Allonger le congé de paternité en Belgique sera l’un des dossiers sur la table de la futur coalition Vivaldi. Un progrès social qui pourrait contribuer à l’égalité homme femme en Belgique. Mais, on est encore loin du modèle suédois. Là-bas, les pères et mères ont seize mois de congé parental à se répartir, dont deux uniquement réservés au père.

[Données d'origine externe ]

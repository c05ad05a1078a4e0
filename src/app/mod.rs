pub mod context;
pub mod error;
pub mod service;

pub use context::AppContext;
pub use error::{ExtractError, Phase, PhaseExt, Result, RednoteError};
pub use service::XhsService;
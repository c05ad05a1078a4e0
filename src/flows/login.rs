use std::time::Duration;

use tracing::info;

use crate::app::Result;
use crate::browser::{wait, Page};

pub const EXPLORE_URL: &str = "https://www.xiaohongshu.com/explore";

/// Rendered only for a logged-in account.
pub const LOGGED_IN_MARKER: &str = ".main-container .user .link-wrapper .channel";

/// Whether the stored login is still valid.
///
/// A missing marker is `Ok(false)`; only a failing page query is an error.
/// The whole check is bounded by the page timeout.
pub async fn check_login_status<P: Page>(page: &P) -> Result<bool> {
    let page = page.with_timeout(page.timeouts().page());
    page.navigate(EXPLORE_URL).await?;
    wait::wait_load(&page).await?;
    wait::settle(&page, "login marker render", Duration::from_secs(1)).await?;

    let logged_in = page.has(LOGGED_IN_MARKER).await?;
    info!(logged_in, "Checked login status");
    Ok(logged_in)
}

/// Open the explore page and block until the account is logged in.
///
/// Visiting the page shows the QR code dialog when logged out. Loading the
/// page is bounded by the page timeout; the wait for the marker has no
/// deadline and only cancellation ends it.
pub async fn login<P: Page>(page: &P) -> Result<()> {
    let setup = page.with_timeout(page.timeouts().page());
    setup.navigate(EXPLORE_URL).await?;
    wait::wait_load(&setup).await?;
    wait::settle(&setup, "QR dialog render", Duration::from_secs(2)).await?;

    if setup.has(LOGGED_IN_MARKER).await? {
        info!("Already logged in");
        return Ok(());
    }

    info!("Waiting for QR code login");
    wait::wait_present(&page.without_timeout(), LOGGED_IN_MARKER).await?;
    info!("Login completed");
    Ok(())
}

De plus en plus d’hommes suédois avec des poussettes

À Stockholm, les poussettes baladées par des pères dans les parcs sont de plus en plus nombreuses. Quatre hommes sur cinq prennent aujourd’hui leur congé de paternité. Alexandre, un informaticien de 27 ans, n’a plus remis les pieds au bureau depuis mai et n’entend pas y retourner avant le mois de janvier.

" Je pense que c’est beaucoup mieux que probablement beaucoup de pays qui n’ont pas autant de congés paternité car je passe beaucoup de temps seul avec lui, je peux le nourrir, prendre soin de lui, changer ses couches, tout. Je pense donc que notre relation est bien meilleure que si je n’avais pas autant de congés paternité.", s’enthousiasme-t-il.

480 jours de congé parental à partager

En Suède, les parents bénéficient d’un congé parental de 480 jours, à répartir entre les deux parents, avec un minium de 60 jours réservés au père. Le but est de promouvoir leur implication dans l’éducation des enfants et l’égalité professionnelles hommes femmes. C’est le système le plus généreux d’Europe. Mais, il ne permet pas encore d’atteindre tous ses objectifs, selon Ann-Zofie Duvander, chercheuse en politique familiale à l’Université de Stockholm :

"En Suède, nous n’avons pas encore atteint l’égalité des sexes, donc en ce qui concerne le congé parental, c’est toujours les mères qui utilisent la plupart des congés, je pense que les mères utilisent environ 70% des jours de congé, les pères environ 30%.", déplore-t-elle.

De plus, les constructions culturelles ont la dent dure. Élever des enfants reste considéré comme étant le rôle des femmes.

"Si vous demandez aux parents eux-mêmes, ils vous diront qu’ils ne le divisent pas de manière égale parce qu’ils ne peuvent pas se le permettre, c’est ce que les parents disent souvent, mais il faut aussi penser au fait que les règles traditionnelles de genre sont toujours en vigueur." explique Ann-Zofie Duvander, chercheuse en politique familiale à l’Université de Stockholm.

Les femmes ne sont plus obligées de rester à la maison

Le modèle suédois n’a pas donc pas encore entièrement atteint son but. Il faudra des années avant de parvenir à une parité parfaite. Mais, il a toutefois permis à Janina Pogodina, mère de deux enfants, de protéger sa carrière.

"Cela donne une grande flexibilité. Vous ne restez pas à la traîne dans votre carrière. Les femmes ne sont pas obligées de rester tout le temps à la maison et perdre des opportunités au travail.", explique la jeune mère.

Des avancées significatives qui font de la Suède, le pays le plus paritaire d’Europe.